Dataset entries
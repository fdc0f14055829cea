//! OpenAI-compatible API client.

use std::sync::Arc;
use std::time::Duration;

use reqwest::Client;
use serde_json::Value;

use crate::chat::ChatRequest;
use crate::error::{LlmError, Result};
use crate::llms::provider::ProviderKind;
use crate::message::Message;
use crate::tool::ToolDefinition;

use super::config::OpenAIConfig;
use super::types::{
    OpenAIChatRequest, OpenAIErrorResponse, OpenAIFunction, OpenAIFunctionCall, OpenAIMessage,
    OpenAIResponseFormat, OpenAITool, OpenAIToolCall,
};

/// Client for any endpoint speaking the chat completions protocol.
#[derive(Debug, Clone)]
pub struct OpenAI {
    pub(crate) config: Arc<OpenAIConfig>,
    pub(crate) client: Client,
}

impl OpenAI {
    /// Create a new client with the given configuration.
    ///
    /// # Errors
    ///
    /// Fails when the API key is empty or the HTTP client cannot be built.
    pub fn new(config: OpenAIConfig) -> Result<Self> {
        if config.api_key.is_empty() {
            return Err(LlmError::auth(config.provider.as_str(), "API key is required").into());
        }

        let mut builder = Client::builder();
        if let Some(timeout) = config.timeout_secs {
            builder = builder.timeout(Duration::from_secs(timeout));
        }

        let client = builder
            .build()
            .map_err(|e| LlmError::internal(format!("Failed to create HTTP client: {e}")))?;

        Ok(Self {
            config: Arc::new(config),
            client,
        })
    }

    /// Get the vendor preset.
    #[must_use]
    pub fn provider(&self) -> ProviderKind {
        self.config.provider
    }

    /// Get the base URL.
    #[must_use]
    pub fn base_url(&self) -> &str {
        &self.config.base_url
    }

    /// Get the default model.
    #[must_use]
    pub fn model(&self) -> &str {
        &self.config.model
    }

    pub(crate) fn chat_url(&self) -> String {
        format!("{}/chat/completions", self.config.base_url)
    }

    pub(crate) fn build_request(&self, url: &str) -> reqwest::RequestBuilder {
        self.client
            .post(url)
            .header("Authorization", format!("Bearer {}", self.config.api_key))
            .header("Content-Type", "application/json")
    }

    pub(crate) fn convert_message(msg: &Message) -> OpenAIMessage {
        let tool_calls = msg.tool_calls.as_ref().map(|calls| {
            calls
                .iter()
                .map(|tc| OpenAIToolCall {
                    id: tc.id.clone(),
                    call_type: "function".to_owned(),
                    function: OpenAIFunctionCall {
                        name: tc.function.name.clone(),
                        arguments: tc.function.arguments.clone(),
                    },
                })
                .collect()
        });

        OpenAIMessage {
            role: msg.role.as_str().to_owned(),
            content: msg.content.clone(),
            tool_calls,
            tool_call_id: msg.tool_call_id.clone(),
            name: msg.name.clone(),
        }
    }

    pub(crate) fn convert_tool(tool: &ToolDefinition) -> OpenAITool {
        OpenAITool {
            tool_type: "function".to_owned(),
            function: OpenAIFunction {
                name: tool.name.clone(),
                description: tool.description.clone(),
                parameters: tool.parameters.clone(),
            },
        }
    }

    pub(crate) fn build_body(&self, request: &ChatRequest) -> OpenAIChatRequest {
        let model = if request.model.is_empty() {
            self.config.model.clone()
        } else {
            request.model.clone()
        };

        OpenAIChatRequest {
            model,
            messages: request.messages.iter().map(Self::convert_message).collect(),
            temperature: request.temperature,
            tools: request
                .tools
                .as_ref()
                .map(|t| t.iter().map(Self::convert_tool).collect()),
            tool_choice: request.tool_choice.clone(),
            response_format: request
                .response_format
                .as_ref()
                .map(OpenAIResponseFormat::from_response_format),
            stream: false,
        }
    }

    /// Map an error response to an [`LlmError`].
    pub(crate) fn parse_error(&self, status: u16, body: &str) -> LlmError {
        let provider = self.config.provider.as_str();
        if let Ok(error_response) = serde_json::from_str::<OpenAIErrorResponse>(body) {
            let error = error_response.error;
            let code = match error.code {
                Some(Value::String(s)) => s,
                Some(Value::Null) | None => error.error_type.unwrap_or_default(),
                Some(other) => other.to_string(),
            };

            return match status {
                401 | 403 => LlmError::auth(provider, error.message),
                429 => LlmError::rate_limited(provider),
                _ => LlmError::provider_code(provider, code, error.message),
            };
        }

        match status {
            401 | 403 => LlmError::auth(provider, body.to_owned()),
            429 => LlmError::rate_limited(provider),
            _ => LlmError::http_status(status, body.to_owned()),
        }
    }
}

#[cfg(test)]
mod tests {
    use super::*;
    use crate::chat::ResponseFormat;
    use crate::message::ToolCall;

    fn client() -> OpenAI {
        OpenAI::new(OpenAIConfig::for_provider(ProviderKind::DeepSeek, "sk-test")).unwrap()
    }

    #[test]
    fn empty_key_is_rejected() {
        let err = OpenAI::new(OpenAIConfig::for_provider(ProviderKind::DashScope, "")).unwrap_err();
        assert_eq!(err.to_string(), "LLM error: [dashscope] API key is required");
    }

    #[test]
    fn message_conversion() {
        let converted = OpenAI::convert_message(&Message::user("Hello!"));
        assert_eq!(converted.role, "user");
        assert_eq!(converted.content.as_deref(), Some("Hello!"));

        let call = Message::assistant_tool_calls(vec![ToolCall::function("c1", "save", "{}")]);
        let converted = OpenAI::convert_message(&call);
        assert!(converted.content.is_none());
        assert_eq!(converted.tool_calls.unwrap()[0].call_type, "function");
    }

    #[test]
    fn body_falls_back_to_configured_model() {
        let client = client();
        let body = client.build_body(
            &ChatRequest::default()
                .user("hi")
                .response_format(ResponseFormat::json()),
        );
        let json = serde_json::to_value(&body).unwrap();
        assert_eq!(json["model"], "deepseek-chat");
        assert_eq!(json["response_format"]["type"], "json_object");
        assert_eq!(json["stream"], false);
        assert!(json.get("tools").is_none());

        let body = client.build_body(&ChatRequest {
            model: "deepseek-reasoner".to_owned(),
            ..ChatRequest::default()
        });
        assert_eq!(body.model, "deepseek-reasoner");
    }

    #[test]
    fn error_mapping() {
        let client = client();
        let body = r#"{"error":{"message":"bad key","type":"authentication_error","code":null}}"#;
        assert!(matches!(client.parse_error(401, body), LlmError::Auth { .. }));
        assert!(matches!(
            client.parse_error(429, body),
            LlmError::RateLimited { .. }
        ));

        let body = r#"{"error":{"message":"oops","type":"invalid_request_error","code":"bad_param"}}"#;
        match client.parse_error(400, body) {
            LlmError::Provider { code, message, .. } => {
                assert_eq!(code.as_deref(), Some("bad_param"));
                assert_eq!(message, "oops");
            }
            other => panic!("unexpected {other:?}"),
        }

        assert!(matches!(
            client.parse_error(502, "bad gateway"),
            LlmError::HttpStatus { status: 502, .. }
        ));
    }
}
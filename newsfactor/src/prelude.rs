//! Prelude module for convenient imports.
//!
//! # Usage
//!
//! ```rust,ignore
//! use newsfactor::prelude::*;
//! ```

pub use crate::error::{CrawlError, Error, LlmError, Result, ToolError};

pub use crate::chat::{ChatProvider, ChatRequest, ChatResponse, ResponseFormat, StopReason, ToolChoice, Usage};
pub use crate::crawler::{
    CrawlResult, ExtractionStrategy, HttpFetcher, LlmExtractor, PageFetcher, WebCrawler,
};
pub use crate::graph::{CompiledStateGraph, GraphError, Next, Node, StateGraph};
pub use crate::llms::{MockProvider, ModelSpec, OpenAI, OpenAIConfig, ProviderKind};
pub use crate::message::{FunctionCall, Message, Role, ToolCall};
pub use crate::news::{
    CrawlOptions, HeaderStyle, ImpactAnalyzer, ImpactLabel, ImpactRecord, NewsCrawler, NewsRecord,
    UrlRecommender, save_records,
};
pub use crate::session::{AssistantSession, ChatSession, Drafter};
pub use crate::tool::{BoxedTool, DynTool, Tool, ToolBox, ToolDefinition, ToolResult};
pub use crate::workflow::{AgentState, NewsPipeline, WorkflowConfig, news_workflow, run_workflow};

* **HOW TO COMPLETE THIS TASK**
List every line from the entries above in which "OpenAIChatRequest" appears.

* **ANSWER SPACE**
    OpenAIChatRequest, OpenAIErrorResponse, OpenAIFunction, OpenAIFunctionCall, OpenAIMessage,
    pub(crate) fn build_body(&self, request: &ChatRequest) -> OpenAIChatRequest {
        OpenAIChatRequest {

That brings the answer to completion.